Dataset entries
//! WebGPU raster pass for the portfolio scene.

use glam::Vec3;
use viewer_core::{Camera, SceneModel, Vertex, BACKGROUND_DARK};
use web_sys as web;
use wgpu::util::DeviceExt;

// Lighting rig: warm key from the upper right, cool fill from the left,
// generous ambient so the unlit side of the desk stays readable.
const AMBIENT: [f32; 4] = [1.0, 1.0, 1.0, 1.2];
const KEY_DIR: [f32; 3] = [5.0, 5.0, 5.0];
const KEY_COLOR: [f32; 4] = [1.0, 1.0, 1.0, 2.5];
const FILL_DIR: [f32; 3] = [-5.0, 0.0, 5.0];
const FILL_COLOR: [f32; 4] = [0.749, 0.890, 1.0, 1.0];

const DEPTH_FORMAT: wgpu::TextureFormat = wgpu::TextureFormat::Depth32Float;

#[repr(C)]
#[derive(Copy, Clone, bytemuck::Pod, bytemuck::Zeroable)]
struct Globals {
    view_proj: [[f32; 4]; 4],
    ambient: [f32; 4],
    key_dir: [f32; 4],
    key_color: [f32; 4],
    fill_dir: [f32; 4],
    fill_color: [f32; 4],
}

#[repr(C)]
#[derive(Copy, Clone, bytemuck::Pod, bytemuck::Zeroable)]
struct MeshParams {
    base_color: [f32; 4],
}

struct GpuMesh {
    vertex_buffer: wgpu::Buffer,
    index_buffer: wgpu::Buffer,
    index_count: u32,
    bind_group: wgpu::BindGroup,
}

pub struct GpuState<'a> {
    surface: wgpu::Surface<'a>,
    device: wgpu::Device,
    queue: wgpu::Queue,
    config: wgpu::SurfaceConfiguration,
    pipeline: wgpu::RenderPipeline,
    globals_buffer: wgpu::Buffer,
    globals_bind_group: wgpu::BindGroup,
    mesh_bgl: wgpu::BindGroupLayout,
    meshes: Vec<GpuMesh>,
    depth_view: wgpu::TextureView,
    width: u32,
    height: u32,
    clear_color: wgpu::Color,
}

impl<'a> GpuState<'a> {
    pub async fn new(canvas: &'a web::HtmlCanvasElement) -> anyhow::Result<Self> {
        let width = canvas.width();
        let height = canvas.height();

        let instance = wgpu::Instance::default();
        let surface = instance.create_surface(wgpu::SurfaceTarget::Canvas(canvas.clone()))?;
        let adapter = instance
            .request_adapter(&wgpu::RequestAdapterOptions {
                power_preference: wgpu::PowerPreference::HighPerformance,
                compatible_surface: Some(&surface),
                force_fallback_adapter: false,
            })
            .await
            .ok_or_else(|| anyhow::anyhow!("No WebGPU adapter"))?;
        let (device, queue) = adapter
            .request_device(
                &wgpu::DeviceDescriptor {
                    required_features: wgpu::Features::empty(),
                    // Default limits on web to avoid passing unknown fields to
                    // older WebGPU impls
                    required_limits: wgpu::Limits::default(),
                    memory_hints: wgpu::MemoryHints::Performance,
                    label: None,
                },
                None,
            )
            .await
            .map_err(|e| anyhow::anyhow!(format!("request_device error: {:?}", e)))?;
        let caps = surface.get_capabilities(&adapter);
        let format = caps.formats[0];
        let config = wgpu::SurfaceConfiguration {
            usage: wgpu::TextureUsages::RENDER_ATTACHMENT,
            format,
            width,
            height,
            present_mode: wgpu::PresentMode::Fifo,
            alpha_mode: caps.alpha_modes[0],
            view_formats: vec![],
            desired_maximum_frame_latency: 2,
        };
        surface.configure(&device, &config);
        let depth_view = create_depth_view(&device, width, height);

        let shader = device.create_shader_module(wgpu::ShaderModuleDescriptor {
            label: Some("scene"),
            source: wgpu::ShaderSource::Wgsl(SCENE_WGSL.into()),
        });

        let globals_buffer = device.create_buffer(&wgpu::BufferDescriptor {
            label: Some("globals"),
            size: std::mem::size_of::<Globals>() as u64,
            usage: wgpu::BufferUsages::UNIFORM | wgpu::BufferUsages::COPY_DST,
            mapped_at_creation: false,
        });
        let globals_bgl = device.create_bind_group_layout(&wgpu::BindGroupLayoutDescriptor {
            label: Some("globals_bgl"),
            entries: &[uniform_entry(0)],
        });
        let globals_bind_group = device.create_bind_group(&wgpu::BindGroupDescriptor {
            label: Some("globals_bg"),
            layout: &globals_bgl,
            entries: &[wgpu::BindGroupEntry {
                binding: 0,
                resource: globals_buffer.as_entire_binding(),
            }],
        });
        let mesh_bgl = device.create_bind_group_layout(&wgpu::BindGroupLayoutDescriptor {
            label: Some("mesh_bgl"),
            entries: &[uniform_entry(0)],
        });

        let pipeline_layout = device.create_pipeline_layout(&wgpu::PipelineLayoutDescriptor {
            label: Some("scene_pl"),
            bind_group_layouts: &[&globals_bgl, &mesh_bgl],
            push_constant_ranges: &[],
        });

        let vertex_layout = wgpu::VertexBufferLayout {
            array_stride: std::mem::size_of::<Vertex>() as u64,
            step_mode: wgpu::VertexStepMode::Vertex,
            attributes: &[
                wgpu::VertexAttribute {
                    format: wgpu::VertexFormat::Float32x3,
                    offset: 0,
                    shader_location: 0,
                },
                wgpu::VertexAttribute {
                    format: wgpu::VertexFormat::Float32x3,
                    offset: 12,
                    shader_location: 1,
                },
            ],
        };

        let pipeline = device.create_render_pipeline(&wgpu::RenderPipelineDescriptor {
            label: Some("scene_pipeline"),
            layout: Some(&pipeline_layout),
            vertex: wgpu::VertexState {
                module: &shader,
                entry_point: Some("vs_main"),
                buffers: &[vertex_layout],
                compilation_options: wgpu::PipelineCompilationOptions::default(),
            },
            // No culling: GLTF exports mix winding orders freely
            primitive: wgpu::PrimitiveState::default(),
            depth_stencil: Some(wgpu::DepthStencilState {
                format: DEPTH_FORMAT,
                depth_write_enabled: true,
                depth_compare: wgpu::CompareFunction::Less,
                stencil: wgpu::StencilState::default(),
                bias: wgpu::DepthBiasState::default(),
            }),
            multisample: wgpu::MultisampleState::default(),
            fragment: Some(wgpu::FragmentState {
                module: &shader,
                entry_point: Some("fs_main"),
                targets: &[Some(wgpu::ColorTargetState {
                    format,
                    blend: Some(wgpu::BlendState::REPLACE),
                    write_mask: wgpu::ColorWrites::ALL,
                })],
                compilation_options: wgpu::PipelineCompilationOptions::default(),
            }),
            cache: None,
            multiview: None,
        });

        Ok(Self {
            surface,
            device,
            queue,
            config,
            pipeline,
            globals_buffer,
            globals_bind_group,
            mesh_bgl,
            meshes: Vec::new(),
            depth_view,
            width,
            height,
            clear_color: color_from_rgb(BACKGROUND_DARK),
        })
    }

    /// Upload every non-screen mesh. Screen meshes get a transparent stand-in:
    /// they are simply never drawn, leaving the DOM panel as the visible
    /// surface.
    pub fn upload_scene(&mut self, model: &SceneModel) {
        self.meshes.clear();
        for (index, mesh) in model.meshes.iter().enumerate() {
            if model.roles.is_screen(index) {
                continue;
            }
            let vertex_buffer = self
                .device
                .create_buffer_init(&wgpu::util::BufferInitDescriptor {
                    label: Some("mesh_vb"),
                    contents: bytemuck::cast_slice(&mesh.vertices),
                    usage: wgpu::BufferUsages::VERTEX,
                });
            let index_buffer = self
                .device
                .create_buffer_init(&wgpu::util::BufferInitDescriptor {
                    label: Some("mesh_ib"),
                    contents: bytemuck::cast_slice(&mesh.indices),
                    usage: wgpu::BufferUsages::INDEX,
                });
            let params_buffer = self
                .device
                .create_buffer_init(&wgpu::util::BufferInitDescriptor {
                    label: Some("mesh_params"),
                    contents: bytemuck::bytes_of(&MeshParams {
                        base_color: mesh.base_color,
                    }),
                    usage: wgpu::BufferUsages::UNIFORM,
                });
            let bind_group = self.device.create_bind_group(&wgpu::BindGroupDescriptor {
                label: Some("mesh_bg"),
                layout: &self.mesh_bgl,
                entries: &[wgpu::BindGroupEntry {
                    binding: 0,
                    resource: params_buffer.as_entire_binding(),
                }],
            });
            self.meshes.push(GpuMesh {
                vertex_buffer,
                index_buffer,
                index_count: mesh.indices.len() as u32,
                bind_group,
            });
        }
    }

    pub fn set_clear_color(&mut self, rgb: [f32; 3]) {
        self.clear_color = color_from_rgb(rgb);
    }

    pub fn resize_if_needed(&mut self, width: u32, height: u32) {
        if width == 0 || height == 0 {
            return;
        }
        if width != self.width || height != self.height {
            self.width = width;
            self.height = height;
            self.config.width = width;
            self.config.height = height;
            self.surface.configure(&self.device, &self.config);
            self.depth_view = create_depth_view(&self.device, width, height);
        }
    }

    pub fn render(&mut self, camera: &Camera) -> Result<(), wgpu::SurfaceError> {
        let frame = self.surface.get_current_texture()?;
        let view = frame
            .texture
            .create_view(&wgpu::TextureViewDescriptor::default());
        let mut encoder = self
            .device
            .create_command_encoder(&wgpu::CommandEncoderDescriptor {
                label: Some("encoder"),
            });

        self.queue.write_buffer(
            &self.globals_buffer,
            0,
            bytemuck::bytes_of(&Globals {
                view_proj: camera.view_projection_matrix().to_cols_array_2d(),
                ambient: AMBIENT,
                key_dir: dir4(KEY_DIR),
                key_color: KEY_COLOR,
                fill_dir: dir4(FILL_DIR),
                fill_color: FILL_COLOR,
            }),
        );

        {
            let mut rpass = encoder.begin_render_pass(&wgpu::RenderPassDescriptor {
                label: Some("scene_pass"),
                color_attachments: &[Some(wgpu::RenderPassColorAttachment {
                    view: &view,
                    resolve_target: None,
                    ops: wgpu::Operations {
                        load: wgpu::LoadOp::Clear(self.clear_color),
                        store: wgpu::StoreOp::Store,
                    },
                })],
                depth_stencil_attachment: Some(wgpu::RenderPassDepthStencilAttachment {
                    view: &self.depth_view,
                    depth_ops: Some(wgpu::Operations {
                        load: wgpu::LoadOp::Clear(1.0),
                        store: wgpu::StoreOp::Store,
                    }),
                    stencil_ops: None,
                }),
                timestamp_writes: None,
                occlusion_query_set: None,
            });
            rpass.set_pipeline(&self.pipeline);
            rpass.set_bind_group(0, &self.globals_bind_group, &[]);
            for mesh in &self.meshes {
                rpass.set_bind_group(1, &mesh.bind_group, &[]);
                rpass.set_vertex_buffer(0, mesh.vertex_buffer.slice(..));
                rpass.set_index_buffer(mesh.index_buffer.slice(..), wgpu::IndexFormat::Uint32);
                rpass.draw_indexed(0..mesh.index_count, 0, 0..1);
            }
        }
        self.queue.submit(Some(encoder.finish()));
        frame.present();
        Ok(())
    }
}

fn uniform_entry(binding: u32) -> wgpu::BindGroupLayoutEntry {
    wgpu::BindGroupLayoutEntry {
        binding,
        visibility: wgpu::ShaderStages::VERTEX_FRAGMENT,
        ty: wgpu::BindingType::Buffer {
            ty: wgpu::BufferBindingType::Uniform,
            has_dynamic_offset: false,
            min_binding_size: None,
        },
        count: None,
    }
}

fn create_depth_view(device: &wgpu::Device, width: u32, height: u32) -> wgpu::TextureView {
    let texture = device.create_texture(&wgpu::TextureDescriptor {
        label: Some("depth"),
        size: wgpu::Extent3d {
            width: width.max(1),
            height: height.max(1),
            depth_or_array_layers: 1,
        },
        mip_level_count: 1,
        sample_count: 1,
        dimension: wgpu::TextureDimension::D2,
        format: DEPTH_FORMAT,
        usage: wgpu::TextureUsages::RENDER_ATTACHMENT,
        view_formats: &[],
    });
    texture.create_view(&wgpu::TextureViewDescriptor::default())
}

#[inline]
fn dir4(v: [f32; 3]) -> [f32; 4] {
    let d = Vec3::from_array(v).normalize();
    [d.x, d.y, d.z, 0.0]
}

#[inline]
fn color_from_rgb(rgb: [f32; 3]) -> wgpu::Color {
    wgpu::Color {
        r: rgb[0] as f64,
        g: rgb[1] as f64,
        b: rgb[2] as f64,
        a: 1.0,
    }
}

const SCENE_WGSL: &str = r#"
struct Globals {
  view_proj: mat4x4<f32>,
  ambient: vec4<f32>,
  key_dir: vec4<f32>,
  key_color: vec4<f32>,
  fill_dir: vec4<f32>,
  fill_color: vec4<f32>,
};
@group(0) @binding(0) var<uniform> globals: Globals;

struct MeshParams {
  base_color: vec4<f32>,
};
@group(1) @binding(0) var<uniform> mesh: MeshParams;

struct VsOut {
  @builtin(position) pos: vec4<f32>,
  @location(0) normal: vec3<f32>,
};

@vertex
fn vs_main(@location(0) position: vec3<f32>, @location(1) normal: vec3<f32>) -> VsOut {
  var out: VsOut;
  out.pos = globals.view_proj * vec4<f32>(position, 1.0);
  out.normal = normal;
  return out;
}

@fragment
fn fs_main(inf: VsOut) -> @location(0) vec4<f32> {
  let n = normalize(inf.normal);
  var light = globals.ambient.rgb * globals.ambient.w;
  light += globals.key_color.rgb * globals.key_color.w * max(dot(n, normalize(globals.key_dir.xyz)), 0.0);
  light += globals.fill_color.rgb * globals.fill_color.w * max(dot(n, normalize(globals.fill_dir.xyz)), 0.0);
  let rgb = clamp(mesh.base_color.rgb * light, vec3<f32>(0.0), vec3<f32>(1.0));
  return vec4<f32>(rgb, mesh.base_color.a);
}
"#;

» **TASK DESCRIPTION**: Look through the entries above, find each line containing "Operations", and copy it.

» **RESULT BELOW**:
                    ops: wgpu::Operations {
                    depth_ops: Some(wgpu::Operations {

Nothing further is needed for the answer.